The broad stock market was up a bit yesterday, but technically nothing has changed since Friday. The DOW's directional momentum is nearly 100% bearish while the S&P 500 and NASDAQ charts appear to be mixed bearish and bullish. I am remaining on the sidelines until directional signals are more clear (from the market as well as from Congress).
It appears that last week gold prices were manipulated down again by someone selling 800,000 ounces of gold on COMEX while the New York markets were closed.

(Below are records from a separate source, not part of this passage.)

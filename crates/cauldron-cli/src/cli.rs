//! Command-line parsing for the `cauldron` binary.

use std::path::{Path, PathBuf};

use cauldron::{ConfigError, Policy};

use crate::feast::FeastConfig;
use crate::race::CounterKind;

pub const USAGE: &str = "\
Usage:
  cauldron feast [--policy unordered|turn-ordered] [options]
  cauldron race <increments> <decrements> [--unsync] [--json]

Feast options:
  --config <file>       JSON feast configuration to start from
  --policy <policy>     unordered or turn-ordered [default: unordered]
  --capacity <n>        Servings the pot holds [default: 5]
  --savages <n>         Savages at the table [default: 8 unordered, 3 turn-ordered]
  --meals <n>           Servings each unordered savage eats [default: 1]
  --eat-ms <ms>         Eating time per serving [default: 100 unordered, 300 turn-ordered]
  --duration-ms <ms>    Length of a turn-ordered feast [default: 10000]
  --limit <n>           Close a turn-ordered pot after n servings
  --json                Print the report as JSON

Race options:
  --unsync              Use the unsynchronized counter
  --json                Print the outcome as JSON";

#[derive(Debug, Clone, PartialEq, Eq)]
pub enum Command {
    Feast(FeastOptions),
    Race {
        increments: usize,
        decrements: usize,
        counter: CounterKind,
        json: bool,
    },
}

/// Feast flags as given; resolved into a [`FeastConfig`] by [`FeastOptions::resolve`].
#[derive(Debug, Clone, Default, PartialEq, Eq)]
pub struct FeastOptions {
    pub config: Option<PathBuf>,
    pub policy: Option<Policy>,
    pub capacity: Option<usize>,
    pub savages: Option<usize>,
    pub meals: Option<u32>,
    pub eat_ms: Option<u64>,
    pub duration_ms: Option<u64>,
    pub limit: Option<u64>,
    pub json: bool,
}

#[derive(Debug, thiserror::Error)]
pub enum CliError {
    #[error("failed to read {path}: {source}")]
    Read {
        path: String,
        source: std::io::Error,
    },

    #[error("invalid feast configuration in {path}: {source}")]
    Parse {
        path: String,
        source: serde_json::Error,
    },
}

impl FeastOptions {
    /// Start from the config file (or the policy's defaults) and apply flags.
    pub fn resolve(&self) -> Result<FeastConfig, CliError> {
        let mut config = match &self.config {
            Some(path) => load_config(path)?,
            None => FeastConfig::for_policy(self.policy.unwrap_or_default()),
        };

        if let Some(policy) = self.policy {
            config.pot.policy = policy;
        }
        if let Some(capacity) = self.capacity {
            config.pot.capacity = capacity;
        }
        if let Some(savages) = self.savages {
            config.pot.consumers = savages;
        }
        if let Some(meals) = self.meals {
            config.meals = meals;
        }
        if let Some(eat_ms) = self.eat_ms {
            config.eat_ms = eat_ms;
        }
        if let Some(duration_ms) = self.duration_ms {
            config.duration_ms = Some(duration_ms);
        }
        if let Some(limit) = self.limit {
            config.pot.service_limit = Some(limit);
        }
        Ok(config)
    }
}

fn load_config(path: &Path) -> Result<FeastConfig, CliError> {
    let raw = std::fs::read_to_string(path).map_err(|source| CliError::Read {
        path: path.display().to_string(),
        source,
    })?;
    serde_json::from_str(&raw).map_err(|source| CliError::Parse {
        path: path.display().to_string(),
        source,
    })
}

/// Parse `argv` (including the program name). An empty error message means
/// help was requested.
pub fn parse_args(args: &[String]) -> Result<Command, String> {
    let mut rest = args.iter().skip(1).map(String::as_str);

    match rest.next() {
        Some("feast") => parse_feast(rest).map(Command::Feast),
        Some("race") => parse_race(rest),
        Some("--help" | "-h") | None => Err(String::new()),
        Some(other) => Err(format!("unknown command: {other}")),
    }
}

fn parse_feast<'a>(mut args: impl Iterator<Item = &'a str>) -> Result<FeastOptions, String> {
    let mut options = FeastOptions::default();

    while let Some(arg) = args.next() {
        let mut value = |flag: &str| {
            args.next()
                .ok_or_else(|| format!("{flag} requires a value"))
        };
        match arg {
            "--config" => options.config = Some(PathBuf::from(value(arg)?)),
            "--policy" => {
                options.policy = Some(
                    value(arg)?
                        .parse::<Policy>()
                        .map_err(|e: ConfigError| e.to_string())?,
                )
            }
            "--capacity" => options.capacity = Some(number(arg, value(arg)?)?),
            "--savages" => options.savages = Some(number(arg, value(arg)?)?),
            "--meals" => options.meals = Some(number(arg, value(arg)?)?),
            "--eat-ms" => options.eat_ms = Some(number(arg, value(arg)?)?),
            "--duration-ms" => options.duration_ms = Some(number(arg, value(arg)?)?),
            "--limit" => options.limit = Some(number(arg, value(arg)?)?),
            "--json" => options.json = true,
            "--help" | "-h" => return Err(String::new()),
            other => return Err(format!("unknown flag: {other}")),
        }
    }

    Ok(options)
}

fn parse_race<'a>(args: impl Iterator<Item = &'a str>) -> Result<Command, String> {
    let mut counts = Vec::new();
    let mut counter = CounterKind::Synchronized;
    let mut json = false;

    for arg in args {
        match arg {
            "--unsync" => counter = CounterKind::Unsynchronized,
            "--json" => json = true,
            "--help" | "-h" => return Err(String::new()),
            flag if flag.starts_with('-') => return Err(format!("unknown flag: {flag}")),
            count => counts.push(number::<usize>("thread count", count)?),
        }
    }

    match counts[..] {
        [increments, decrements] => Ok(Command::Race {
            increments,
            decrements,
            counter,
            json,
        }),
        _ => Err("race requires <increments> and <decrements>".to_string()),
    }
}

fn number<T: std::str::FromStr>(what: &str, raw: &str) -> Result<T, String> {
    raw.parse()
        .map_err(|_| format!("{what} expects a non-negative integer, got '{raw}'"))
}

#[cfg(test)]
mod tests {
    use super::*;

    fn argv(args: &[&str]) -> Vec<String> {
        std::iter::once("cauldron")
            .chain(args.iter().copied())
            .map(String::from)
            .collect()
    }

    #[test]
    fn feast_defaults_follow_policy() {
        let Command::Feast(options) = parse_args(&argv(&["feast", "--policy", "turn-ordered"]))
            .unwrap()
        else {
            panic!("expected feast command");
        };
        let config = options.resolve().unwrap();
        assert_eq!(config, FeastConfig::for_policy(Policy::TurnOrdered));
    }

    #[test]
    fn feast_flags_override_defaults() {
        let Command::Feast(options) = parse_args(&argv(&[
            "feast",
            "--capacity",
            "7",
            "--savages",
            "4",
            "--meals",
            "2",
            "--eat-ms",
            "0",
            "--json",
        ]))
        .unwrap() else {
            panic!("expected feast command");
        };
        assert!(options.json);

        let config = options.resolve().unwrap();
        assert_eq!(config.pot.capacity, 7);
        assert_eq!(config.pot.consumers, 4);
        assert_eq!(config.meals, 2);
        assert_eq!(config.eat_ms, 0);
        assert_eq!(config.pot.policy, Policy::Unordered);
    }

    #[test]
    fn race_parses_counts_and_mode() {
        assert_eq!(
            parse_args(&argv(&["race", "3", "1", "--unsync", "--json"])).unwrap(),
            Command::Race {
                increments: 3,
                decrements: 1,
                counter: CounterKind::Unsynchronized,
                json: true,
            }
        );
        assert_eq!(
            parse_args(&argv(&["race", "2", "2"])).unwrap(),
            Command::Race {
                increments: 2,
                decrements: 2,
                counter: CounterKind::Synchronized,
                json: false,
            }
        );
    }

    #[test]
    fn parse_errors_are_readable() {
        insta::assert_snapshot!(
            parse_args(&argv(&["race", "3"])).unwrap_err(),
            @"race requires <increments> and <decrements>"
        );
        insta::assert_snapshot!(
            parse_args(&argv(&["feast", "--capacity", "lots"])).unwrap_err(),
            @"--capacity expects a non-negative integer, got 'lots'"
        );
        insta::assert_snapshot!(
            parse_args(&argv(&["feast", "--policy", "fifo"])).unwrap_err(),
            @"unknown policy 'fifo', expected 'unordered' or 'turn-ordered'"
        );
        insta::assert_snapshot!(
            parse_args(&argv(&["feast", "--limit"])).unwrap_err(),
            @"--limit requires a value"
        );
        insta::assert_snapshot!(parse_args(&argv(&["dance"])).unwrap_err(), @"unknown command: dance");
    }

    #[test]
    fn help_is_an_empty_error() {
        assert_eq!(parse_args(&argv(&[])).unwrap_err(), "");
        assert_eq!(parse_args(&argv(&["feast", "--help"])).unwrap_err(), "");
    }

    #[test]
    fn missing_config_file_is_reported() {
        let options = FeastOptions {
            config: Some(PathBuf::from("/nonexistent/feast.json")),
            ..FeastOptions::default()
        };
        assert!(matches!(options.resolve(), Err(CliError::Read { .. })));
    }
}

Prices had been stabilizing above $1300 earlier in the week, but by Friday they were pushed down close to $1250. (A similar market manipulation occurred on Oct. 1, the first day of the government shutdown, when gold broke its $1300 support and dropped nearly $50.) So it is possible there are some people in high places who wish to keep gold prices from taking off right now (perhaps to discourage panic selling in the broad stock market due to the ongoing fiscal crisis in Washington). This is certainly unsettling for market timers like myself who rely on technical signals and timing cycles based on the "normal" flow of free market trading. That said, there is likely a limit to how often such manipulatons can be done and how long prices can be suppressed before more powerful market forces reassert themselves and propel prices in the direction they want to go. As I've been mentioning in my blogs for some time, there are many technical, cycle and timing factors that are now pointing to a long-term bullishness in both gold and silver. Shorter term, however, we need to be concerned with a bottom forming in both metals. Momentum remains strongly bearish for gold but mixed (bullish and bearish) for silver. We are moving into a significant time window over the next nine days when gold and silver prices can make a significant reversal in direction. If prices continue lower into the end of the week, we could see them reverse up and start a strong rally. Of course, like all the markets right now, this market's behavior will be taking at least some of its cues from Washington's fiscal debate (and perhaps from market manipulators as well), so I am remaining on the sidelines to await further developments on Capitol Hill.
Crude oil also remains relatively unchanged since last Friday, and it too is apparently waiting for Washington's next move. Momentum remains mostly bearish in crude, so the lack of a resolution to the debt ceiling impasse could easily send this market tumbling down. We will have to wait and see. Support around $101-$102 seems to be holding. Still on the sidelines of this market.